Chigariro passed away at the age of 64 in South Africa. Despite spending her final days outside Zimbabwe, her request was for her body to be returned to her country of birth and used to advance the education of Zimbabwean health professionals. This was not a symbolic gesture but a deliberate act grounded in personal experience. Having lived with chronic health complications from infancy — including a prognosis at birth that suggested she would not survive beyond a few months — her decision was informed by a deep appreciation of medical care and a desire to facilitate its improvement for future generations.
According to the university’s official communication, the donation served as a vital tool for the education of students enrolled in medicine, nursing, physiotherapy, occupational therapy, audiology, speech therapy, paramedicine, and related disciplines. In her remarks at the ceremony honouring Chigariro, Dr Josephine Chidaushe, Chairperson of the Department of Biomedical Sciences, referred to her as a “silent teacher” — a term used within anatomy departments globally to refer to body donors whose contributions, though posthumous, profoundly shape the training of health professionals.

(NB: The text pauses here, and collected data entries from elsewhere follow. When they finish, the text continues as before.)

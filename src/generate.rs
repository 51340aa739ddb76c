//! Generative capability backends.
//!
//! Implementations of the core [`Generator`] trait for OpenAI-compatible
//! chat completions and Ollama's `/api/generate`. Each call is a single
//! attempt bounded by `generation.timeout_secs`; any failure surfaces as
//! `CapabilityUnavailable` and the caller falls back to its extractive path.

use std::sync::Arc;
use std::time::Duration;

use anyhow::{bail, Result};
use async_trait::async_trait;

use docsage_core::generate::{Generator, Prompt};
use docsage_core::{PipelineError, PipelineResult};

use crate::config::GenerationConfig;
use crate::embedding::post_with_retry;

pub struct OpenAIGenerator {
    model: String,
    url: String,
    api_key: String,
    temperature: f32,
    client: reqwest::Client,
}

impl OpenAIGenerator {
    pub fn new(config: &GenerationConfig, api_key: String) -> Result<Self> {
        let model = config
            .model
            .clone()
            .ok_or_else(|| anyhow::anyhow!("generation.model required for OpenAI provider"))?;
        Ok(Self {
            model,
            url: config
                .url
                .clone()
                .unwrap_or_else(|| "https://api.openai.com".to_string()),
            api_key,
            temperature: config.temperature,
            client: client(config.timeout_secs)?,
        })
    }
}

#[async_trait]
impl Generator for OpenAIGenerator {
    fn name(&self) -> &str {
        &self.model
    }

    async fn generate(&self, prompt: &Prompt) -> PipelineResult<String> {
        let body = serde_json::json!({
            "model": self.model,
            "messages": [
                {"role": "system", "content": prompt.system},
                {"role": "user", "content": prompt.user},
            ],
            "max_tokens": prompt.max_tokens,
            "temperature": self.temperature,
        });
        let json = post_with_retry(
            &self.client,
            &format!("{}/v1/chat/completions", self.url.trim_end_matches('/')),
            Some(&self.api_key),
            &body,
            0,
            "OpenAI",
        )
        .await
        .map_err(PipelineError::CapabilityUnavailable)?;
        parse_chat_response(&json)
    }
}

fn parse_chat_response(json: &serde_json::Value) -> PipelineResult<String> {
    json.pointer("/choices/0/message/content")
        .and_then(|c| c.as_str())
        .map(str::to_string)
        .ok_or_else(|| {
            PipelineError::CapabilityUnavailable(
                "invalid chat completion response: missing choices[0].message.content".to_string(),
            )
        })
}

pub struct OllamaGenerator {
    model: String,
    url: String,
    temperature: f32,
    client: reqwest::Client,
}

impl OllamaGenerator {
    pub fn new(config: &GenerationConfig) -> Result<Self> {
        let model = config
            .model
            .clone()
            .ok_or_else(|| anyhow::anyhow!("generation.model required for Ollama provider"))?;
        Ok(Self {
            model,
            url: config
                .url
                .clone()
                .unwrap_or_else(|| "http://localhost:11434".to_string()),
            temperature: config.temperature,
            client: client(config.timeout_secs)?,
        })
    }
}

#[async_trait]
impl Generator for OllamaGenerator {
    fn name(&self) -> &str {
        &self.model
    }

    async fn generate(&self, prompt: &Prompt) -> PipelineResult<String> {
        let body = serde_json::json!({
            "model": self.model,
            "system": prompt.system,
            "prompt": prompt.user,
            "stream": false,
            "options": {
                "num_predict": prompt.max_tokens,
                "temperature": self.temperature,
            },
        });
        let json = post_with_retry(
            &self.client,
            &format!("{}/api/generate", self.url.trim_end_matches('/')),
            None,
            &body,
            0,
            "Ollama",
        )
        .await
        .map_err(PipelineError::CapabilityUnavailable)?;
        json.get("response")
            .and_then(|r| r.as_str())
            .map(str::to_string)
            .ok_or_else(|| {
                PipelineError::CapabilityUnavailable(
                    "invalid Ollama response: missing response".to_string(),
                )
            })
    }
}

fn client(timeout_secs: u64) -> Result<reqwest::Client> {
    Ok(reqwest::Client::builder()
        .timeout(Duration::from_secs(timeout_secs))
        .build()?)
}

/// The configured generator, or `None` when `generation.provider = "disabled"`
/// or the OpenAI provider has no `OPENAI_API_KEY`.
pub fn create_generator(config: &GenerationConfig) -> Result<Option<Arc<dyn Generator>>> {
    build_generator(config, std::env::var("OPENAI_API_KEY").ok())
}

fn build_generator(
    config: &GenerationConfig,
    openai_key: Option<String>,
) -> Result<Option<Arc<dyn Generator>>> {
    match config.provider.as_str() {
        "disabled" => Ok(None),
        "openai" => match openai_key {
            Some(key) => Ok(Some(Arc::new(OpenAIGenerator::new(config, key)?))),
            None => {
                tracing::warn!("OPENAI_API_KEY not set, generation disabled; answers and summaries will be extractive");
                Ok(None)
            }
        },
        "ollama" => Ok(Some(Arc::new(OllamaGenerator::new(config)?))),
        other => bail!("Unknown generation provider: {}", other),
    }
}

The concept of body donation for medical education remains culturally sensitive in many African contexts. Zimbabwe is no exception. For many communities, traditional beliefs concerning the treatment of the dead, the significance of burial rituals, and the spiritual presence of ancestors can lead to hesitancy or rejection of anatomical donation. Additionally, systemic issues such as the absence of structured national frameworks for donation and lack of public education contribute to the rarity of such acts.

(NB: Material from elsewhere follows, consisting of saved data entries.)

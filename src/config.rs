//! TOML configuration.
//!
//! Every section has defaults, so an empty file is a valid configuration
//! (offline: no embeddings, no generator). `load_config` parses and then
//! validates cross-field constraints.

use anyhow::{Context, Result};
use serde::Deserialize;
use std::path::{Path, PathBuf};

use docsage_core::answer::AnswerParams;
use docsage_core::chunk::ChunkParams;
use docsage_core::summarize::SummaryParams;

#[derive(Debug, Deserialize, Clone, Default)]
pub struct Config {
    #[serde(default)]
    pub db: DbConfig,
    #[serde(default)]
    pub chunking: ChunkingConfig,
    #[serde(default)]
    pub retrieval: RetrievalConfig,
    #[serde(default)]
    pub extraction: ExtractionConfig,
    #[serde(default)]
    pub ocr: OcrConfig,
    #[serde(default)]
    pub embedding: EmbeddingConfig,
    #[serde(default)]
    pub generation: GenerationConfig,
    #[serde(default)]
    pub summary: SummaryConfig,
    #[serde(default)]
    pub answer: AnswerConfig,
    #[serde(default)]
    pub server: ServerConfig,
}

#[derive(Debug, Deserialize, Clone)]
pub struct DbConfig {
    #[serde(default = "default_db_path")]
    pub path: PathBuf,
}

impl Default for DbConfig {
    fn default() -> Self {
        Self {
            path: default_db_path(),
        }
    }
}

fn default_db_path() -> PathBuf {
    PathBuf::from("./data/docsage.sqlite")
}

#[derive(Debug, Deserialize, Clone)]
pub struct ChunkingConfig {
    #[serde(default = "default_size_chars")]
    pub size_chars: usize,
    #[serde(default = "default_overlap_chars")]
    pub overlap_chars: usize,
}

impl Default for ChunkingConfig {
    fn default() -> Self {
        Self {
            size_chars: default_size_chars(),
            overlap_chars: default_overlap_chars(),
        }
    }
}

impl ChunkingConfig {
    pub fn params(&self) -> Result<ChunkParams> {
        ChunkParams::new(self.size_chars, self.overlap_chars)
            .map_err(|e| anyhow::anyhow!("chunking: {}", e))
    }
}

fn default_size_chars() -> usize {
    1000
}
fn default_overlap_chars() -> usize {
    200
}

#[derive(Debug, Deserialize, Clone)]
pub struct RetrievalConfig {
    #[serde(default = "default_top_k")]
    pub top_k: usize,
    /// Hits scoring below this cosine similarity are dropped.
    #[serde(default)]
    pub min_score: Option<f32>,
}

impl Default for RetrievalConfig {
    fn default() -> Self {
        Self {
            top_k: default_top_k(),
            min_score: None,
        }
    }
}

fn default_top_k() -> usize {
    5
}

#[derive(Debug, Deserialize, Clone)]
pub struct ExtractionConfig {
    #[serde(default = "default_max_chars")]
    pub max_chars: usize,
    #[serde(default = "default_max_file_bytes")]
    pub max_file_bytes: u64,
}

impl Default for ExtractionConfig {
    fn default() -> Self {
        Self {
            max_chars: default_max_chars(),
            max_file_bytes: default_max_file_bytes(),
        }
    }
}

fn default_max_chars() -> usize {
    200_000
}
fn default_max_file_bytes() -> u64 {
    50 * 1024 * 1024
}

#[derive(Debug, Deserialize, Clone)]
pub struct OcrConfig {
    #[serde(default = "default_ocr_binary")]
    pub binary: String,
    #[serde(default = "default_primary_language")]
    pub primary_language: String,
    /// Used alongside the primary language only when its model is installed.
    #[serde(default)]
    pub secondary_language: Option<String>,
}

impl Default for OcrConfig {
    fn default() -> Self {
        Self {
            binary: default_ocr_binary(),
            primary_language: default_primary_language(),
            secondary_language: None,
        }
    }
}

fn default_ocr_binary() -> String {
    "tesseract".to_string()
}
fn default_primary_language() -> String {
    "eng".to_string()
}

#[derive(Debug, Deserialize, Clone)]
pub struct EmbeddingConfig {
    #[serde(default = "default_provider")]
    pub provider: String,
    #[serde(default)]
    pub model: Option<String>,
    #[serde(default)]
    pub dims: Option<usize>,
    /// Base URL override (OpenAI-compatible endpoint or Ollama host).
    #[serde(default)]
    pub url: Option<String>,
    #[serde(default = "default_batch_size")]
    pub batch_size: usize,
    #[serde(default = "default_max_retries")]
    pub max_retries: u32,
    #[serde(default = "default_timeout_secs")]
    pub timeout_secs: u64,
}

impl Default for EmbeddingConfig {
    fn default() -> Self {
        Self {
            provider: default_provider(),
            model: None,
            dims: None,
            url: None,
            batch_size: default_batch_size(),
            max_retries: default_max_retries(),
            timeout_secs: default_timeout_secs(),
        }
    }
}

impl EmbeddingConfig {
    pub fn is_enabled(&self) -> bool {
        self.provider != "disabled"
    }
}

fn default_provider() -> String {
    "disabled".to_string()
}
fn default_batch_size() -> usize {
    64
}
fn default_max_retries() -> u32 {
    5
}
fn default_timeout_secs() -> u64 {
    30
}

#[derive(Debug, Deserialize, Clone)]
pub struct GenerationConfig {
    #[serde(default = "default_provider")]
    pub provider: String,
    #[serde(default)]
    pub model: Option<String>,
    #[serde(default)]
    pub url: Option<String>,
    #[serde(default = "default_max_tokens")]
    pub max_tokens: u32,
    #[serde(default = "default_temperature")]
    pub temperature: f32,
    #[serde(default = "default_generation_timeout")]
    pub timeout_secs: u64,
}

impl Default for GenerationConfig {
    fn default() -> Self {
        Self {
            provider: default_provider(),
            model: None,
            url: None,
            max_tokens: default_max_tokens(),
            temperature: default_temperature(),
            timeout_secs: default_generation_timeout(),
        }
    }
}

fn default_max_tokens() -> u32 {
    800
}
fn default_temperature() -> f32 {
    0.2
}
fn default_generation_timeout() -> u64 {
    60
}

#[derive(Debug, Deserialize, Clone)]
pub struct SummaryConfig {
    #[serde(default = "default_max_input_chars")]
    pub max_input_chars: usize,
    #[serde(default = "default_max_words")]
    pub max_words: usize,
    #[serde(default = "default_min_sentences")]
    pub min_sentences: usize,
    #[serde(default = "default_max_sentences")]
    pub max_sentences: usize,
    #[serde(default = "default_sentence_ratio")]
    pub sentence_ratio: f64,
}

impl Default for SummaryConfig {
    fn default() -> Self {
        Self {
            max_input_chars: default_max_input_chars(),
            max_words: default_max_words(),
            min_sentences: default_min_sentences(),
            max_sentences: default_max_sentences(),
            sentence_ratio: default_sentence_ratio(),
        }
    }
}

impl SummaryConfig {
    pub fn params(&self, max_tokens: u32) -> SummaryParams {
        SummaryParams {
            max_input_chars: self.max_input_chars,
            max_words: self.max_words,
            min_sentences: self.min_sentences,
            max_sentences: self.max_sentences,
            sentence_ratio: self.sentence_ratio,
            max_tokens,
        }
    }
}

fn default_max_input_chars() -> usize {
    12_000
}
fn default_max_words() -> usize {
    300
}
fn default_min_sentences() -> usize {
    3
}
fn default_max_sentences() -> usize {
    10
}
fn default_sentence_ratio() -> f64 {
    0.2
}

#[derive(Debug, Deserialize, Clone)]
pub struct AnswerConfig {
    #[serde(default = "default_fallback_max_chars")]
    pub fallback_max_chars: usize,
}

impl Default for AnswerConfig {
    fn default() -> Self {
        Self {
            fallback_max_chars: default_fallback_max_chars(),
        }
    }
}

impl AnswerConfig {
    pub fn params(&self, max_tokens: u32) -> AnswerParams {
        AnswerParams {
            fallback_max_chars: self.fallback_max_chars,
            max_tokens,
        }
    }
}

fn default_fallback_max_chars() -> usize {
    1200
}

#[derive(Debug, Deserialize, Clone)]
pub struct ServerConfig {
    #[serde(default = "default_bind")]
    pub bind: String,
}

impl Default for ServerConfig {
    fn default() -> Self {
        Self {
            bind: default_bind(),
        }
    }
}

fn default_bind() -> String {
    "127.0.0.1:7410".to_string()
}

pub fn load_config(path: &Path) -> Result<Config> {
    let content = std::fs::read_to_string(path)
        .with_context(|| format!("Failed to read config file: {}", path.display()))?;
    parse_config(&content)
}

/// Parse and validate configuration text.
pub fn parse_config(content: &str) -> Result<Config> {
    let config: Config = toml::from_str(content).with_context(|| "Failed to parse config file")?;

    // Validate chunking
    config.chunking.params()?;

    // Validate retrieval
    if config.retrieval.top_k < 1 {
        anyhow::bail!("retrieval.top_k must be >= 1");
    }
    if let Some(min) = config.retrieval.min_score {
        if !(-1.0..=1.0).contains(&min) {
            anyhow::bail!("retrieval.min_score must be in [-1.0, 1.0]");
        }
    }

    if config.extraction.max_chars == 0 {
        anyhow::bail!("extraction.max_chars must be > 0");
    }

    // Validate summary
    if config.summary.min_sentences == 0 || config.summary.min_sentences > config.summary.max_sentences {
        anyhow::bail!("summary.min_sentences must be in [1, summary.max_sentences]");
    }
    if !(config.summary.sentence_ratio > 0.0 && config.summary.sentence_ratio <= 1.0) {
        anyhow::bail!("summary.sentence_ratio must be in (0.0, 1.0]");
    }

    // Validate embedding
    match config.embedding.provider.as_str() {
        "disabled" | "hashing" => {}
        "openai" | "ollama" | "local" => {
            if config.embedding.model.is_none() {
                anyhow::bail!(
                    "embedding.model must be specified when provider is '{}'",
                    config.embedding.provider
                );
            }
        }
        other => anyhow::bail!(
            "Unknown embedding provider: '{}'. Must be disabled, openai, ollama, local, or hashing.",
            other
        ),
    }
    if config.embedding.is_enabled() {
        if config.embedding.dims.is_none() || config.embedding.dims == Some(0) {
            anyhow::bail!(
                "embedding.dims must be > 0 when provider is '{}'",
                config.embedding.provider
            );
        }
        if config.embedding.batch_size == 0 {
            anyhow::bail!("embedding.batch_size must be > 0");
        }
    }

    // Validate generation
    match config.generation.provider.as_str() {
        "disabled" => {}
        "openai" | "ollama" => {
            if config.generation.model.is_none() {
                anyhow::bail!(
                    "generation.model must be specified when provider is '{}'",
                    config.generation.provider
                );
            }
        }
        other => anyhow::bail!(
            "Unknown generation provider: '{}'. Must be disabled, openai, or ollama.",
            other
        ),
    }

    Ok(config)
}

Chigariro’s donation thus occupies a unique space. It is not only an individual act of generosity but also an intervention in the way medical science is supported, understood, and practiced in Zimbabwe and across the region. Her contribution helped bridge a gap in anatomical learning that is often filled by imported teaching aids, limited-use models, or theoretical instruction. In resource-constrained settings, such as many Southern African medical institutions, the availability of cadavers for dissection remains low. Her donation directly addressed this deficiency.
The University of Zimbabwe’s anatomy department has historically depended on unclaimed bodies or court-mandated transfers, often without clear informed consent. In contrast, Chigariro’s donation was voluntary and documented, setting a precedent that affirms both ethical standards and community involvement in science. Her case could serve as a reference point for developing national or regional ethical frameworks around informed body donation, aligned with cultural sensitivities and human dignity.

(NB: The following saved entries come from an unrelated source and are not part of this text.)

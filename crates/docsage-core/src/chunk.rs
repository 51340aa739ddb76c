//! Boundary-aware text chunker with overlap.
//!
//! Splits normalized document text into [`Chunk`]s of roughly `size`
//! characters. Each chunk after the first repeats the trailing `overlap`
//! characters of its predecessor so that a concept straddling a boundary is
//! retrievable from either side.
//!
//! # Algorithm
//!
//! 1. If the remaining text fits in `size` characters, emit it and stop.
//! 2. Otherwise look backwards from `start + size` down to 70% of the target
//!    for a break: paragraph (`\n\n`) first, then sentence end, then
//!    whitespace. The candidate nearest the target wins within its class.
//! 3. If the window has no break, scan forward up to the hard ceiling
//!    `start + 2 × size` for the nearest break of any class.
//! 4. If there is still none, cut at exactly `size` characters.
//! 5. The next chunk starts `overlap` characters before the previous end.
//!
//! Offsets are character offsets, never byte offsets, so multi-byte text is
//! sliced on valid boundaries.
//!
//! # Example
//!
//! ```rust
//! use docsage_core::chunk::{chunk_text, reconstruct, ChunkParams};
//!
//! let params = ChunkParams::new(500, 100).unwrap();
//! let text = "a".repeat(1200);
//! let chunks = chunk_text("doc-1", &text, &params);
//! let ranges: Vec<_> = chunks.iter().map(|c| (c.char_start, c.char_end)).collect();
//! assert_eq!(ranges, vec![(0, 500), (400, 900), (800, 1200)]);
//! assert_eq!(reconstruct(&chunks), text);
//! ```

use sha2::{Digest, Sha256};
use uuid::Uuid;

use crate::error::{PipelineError, PipelineResult};
use crate::models::Chunk;

/// Lower edge of the backward search window, in tenths of `size`.
const MIN_FILL_TENTHS: usize = 7;

/// Validated chunking parameters, both in characters.
#[derive(Debug, Clone, Copy, PartialEq, Eq)]
pub struct ChunkParams {
    pub size: usize,
    pub overlap: usize,
}

impl ChunkParams {
    /// `size` must be positive and `overlap` at most half of it, which keeps
    /// every step moving forward.
    pub fn new(size: usize, overlap: usize) -> PipelineResult<Self> {
        if size == 0 {
            return Err(PipelineError::InvalidInput(
                "chunk size must be > 0".to_string(),
            ));
        }
        if overlap > size / 2 {
            return Err(PipelineError::InvalidInput(format!(
                "chunk overlap ({}) must be at most half the chunk size ({})",
                overlap, size
            )));
        }
        Ok(Self { size, overlap })
    }

    /// Hard ceiling on a single chunk's length.
    pub fn ceiling(&self) -> usize {
        self.size * 2
    }
}

#[derive(Debug, Clone, Copy, PartialEq, Eq, PartialOrd, Ord)]
enum BreakClass {
    Word,
    Sentence,
    Paragraph,
}

/// Split text into overlapping chunks with contiguous ordinals from 0.
///
/// Empty or whitespace-only text yields no chunks. The output is a pure
/// function of `(text, params)`; chunk ids are derived from the document id
/// and ordinal.
pub fn chunk_text(document_id: &str, text: &str, params: &ChunkParams) -> Vec<Chunk> {
    if text.trim().is_empty() {
        return Vec::new();
    }

    let chars: Vec<char> = text.chars().collect();
    let mut byte_at: Vec<usize> = text.char_indices().map(|(i, _)| i).collect();
    byte_at.push(text.len());
    let n = chars.len();

    let mut chunks = Vec::new();
    let mut start = 0usize;

    loop {
        let end = if n - start <= params.size {
            n
        } else {
            find_break(&chars, start, params)
        };

        let piece = &text[byte_at[start]..byte_at[end]];
        chunks.push(make_chunk(document_id, chunks.len(), piece, start, end));

        if end == n {
            break;
        }
        start = end - params.overlap;
    }

    chunks
}

/// Rebuild the source text by concatenating chunks and dropping each
/// chunk's overlapped prefix.
pub fn reconstruct(chunks: &[Chunk]) -> String {
    let mut out = String::new();
    let mut covered = 0usize;
    for chunk in chunks {
        let skip = covered.saturating_sub(chunk.char_start);
        out.extend(chunk.text.chars().skip(skip));
        covered = chunk.char_end;
    }
    out
}

/// Pick the exclusive end of the chunk beginning at `start`.
///
/// Only called when more than `size` characters remain.
fn find_break(chars: &[char], start: usize, params: &ChunkParams) -> usize {
    let n = chars.len();
    let target = start + params.size;
    let lo = start + (params.size * MIN_FILL_TENTHS / 10).max(params.overlap + 1);

    let mut best: Option<(BreakClass, usize)> = None;
    for p in (lo..=target).rev() {
        if let Some(class) = classify(chars, p) {
            let better = match best {
                None => true,
                Some((c, _)) => class > c,
            };
            if better {
                best = Some((class, p));
            }
            if class == BreakClass::Paragraph {
                break;
            }
        }
    }
    if let Some((_, p)) = best {
        return p;
    }

    let ceiling = (start + params.ceiling()).min(n);
    for p in (target + 1)..=ceiling {
        if classify(chars, p).is_some() {
            return p;
        }
    }

    target
}

/// Classify the cut position `p` (between `chars[p - 1]` and `chars[p]`).
fn classify(chars: &[char], p: usize) -> Option<BreakClass> {
    if p < 1 || p >= chars.len() {
        return None;
    }
    let prev = chars[p - 1];
    if !prev.is_whitespace() {
        return None;
    }
    if prev == '\n' && p >= 2 && chars[p - 2] == '\n' {
        return Some(BreakClass::Paragraph);
    }
    if prev == '\n' || (p >= 2 && is_sentence_terminal(chars[p - 2])) {
        return Some(BreakClass::Sentence);
    }
    Some(BreakClass::Word)
}

fn is_sentence_terminal(c: char) -> bool {
    matches!(c, '.' | '!' | '?' | '。' | '！' | '？' | '…')
}

/// Create a single [`Chunk`] with a deterministic id and SHA-256 content hash.
fn make_chunk(document_id: &str, ordinal: usize, text: &str, start: usize, end: usize) -> Chunk {
    let mut hasher = Sha256::new();
    hasher.update(text.as_bytes());
    let hash = format!("{:x}", hasher.finalize());

    let name = format!("{}:{}", document_id, ordinal);
    Chunk {
        id: Uuid::new_v5(&Uuid::NAMESPACE_OID, name.as_bytes()).to_string(),
        document_id: document_id.to_string(),
        ordinal,
        text: text.to_string(),
        char_start: start,
        char_end: end,
        hash,
    }
}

While the global practice of body donation is often framed in biomedical and secular terms — prioritising utility, science, and altruism — African contexts invite a more nuanced reading. The cultural significance of the body after death, its relationship to ancestry and spiritual continuity, and its place within the communal fabric differ markedly from Western philosophical norms. Chigariro’s act did not necessarily oppose these traditions; rather, it may be understood as a re-interpretation of service and legacy within her cultural framework.
Her story, however, has not been widely publicised beyond Zimbabwean academic circles. It is perhaps indicative of a broader trend in which African contributions to medical science — particularly those that defy convention — do not always receive proportionate coverage or integration into global discourses. Nonetheless, the local impact is considerable. According to statements from faculty members at UZ, hundreds of students were directly educated using Chigariro’s anatomical contribution, and the impact will echo beyond the classroom into hospitals and clinics where these professionals will eventually serve.
In a broader pan-African context, Chigariro’s case invites renewed reflection on how African lives — and in this case, African bodies — can contribute to African knowledge systems. Her donation represents not the importation of Western ideals into African contexts, but rather an African-centred form of agency that values science, ethics, and education within a localised worldview. As calls grow for decolonising global health education and practice, her example underscores that transformation must not only come from institutional reform but also from courageous individual actions that redefine the narrative.